Task description
From the first line to the last, transcribe the data exactly.

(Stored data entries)
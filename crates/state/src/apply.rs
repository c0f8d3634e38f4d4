//! Transaction apply: validation, mutation and derived events.
//!
//! Handlers validate fully before mutating, so a rejected operation leaves
//! the state untouched. The lease sweep that precedes dispatch is part of
//! the transaction's arrival, not of the operation, and its effects stand
//! either way, identically on every replica.

use crate::state::{CollabState, TxOutcome};
use chrono::{DateTime, Duration, Utc};
use cohort_core::time::format_rfc3339_nanos;
use cohort_core::{
    Artifact, ArtifactAddPayload, Claim, ClaimStatus, CoreError, Decision, DecisionOpenPayload,
    DecisionStatus, Event, Participant, ParticipantJoinPayload, PolicyVerdict, Session,
    SessionCreatePayload, SessionStatus, Step, StepClaimPayload, StepHandoffPayload,
    StepReleasePayload, StepResolvePayload, StepStatus, Tx, TxOp, TxReceipt, Vote,
    VoteCastPayload, VoteChoice, DEFAULT_LEASE_TTL_SECS, MAX_INLINE_ARTIFACT_BYTES,
};
use cohort_crypto::TxVerifier;
use serde_json::json;
use tracing::debug;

Task response
filename crates/state/src/apply.rs
repository c0f8d3634e38f4d4
//! Transaction apply: validation, mutation and derived events.
//!
//! Handlers validate fully before mutating, so a rejected operation leaves
//! the state untouched. The lease sweep that precedes dispatch is part of
//! the transaction's arrival, not of the operation, and its effects stand
//! either way, identically on every replica.

use crate::state::{CollabState, TxOutcome};
use chrono::{DateTime, Duration, Utc};
use cohort_core::time::format_rfc3339_nanos;
use cohort_core::{
    Artifact, ArtifactAddPayload, Claim, ClaimStatus, CoreError, Decision, DecisionOpenPayload,
    DecisionStatus, Event, Participant, ParticipantJoinPayload, PolicyVerdict, Session,
    SessionCreatePayload, SessionStatus, Step, StepClaimPayload, StepHandoffPayload,
    StepReleasePayload, StepResolvePayload, StepStatus, Tx, TxOp, TxReceipt, Vote,
    VoteCastPayload, VoteChoice, DEFAULT_LEASE_TTL_SECS, MAX_INLINE_ARTIFACT_BYTES,
};
use cohort_crypto::TxVerifier;
use serde_json::json;
use tracing::debug;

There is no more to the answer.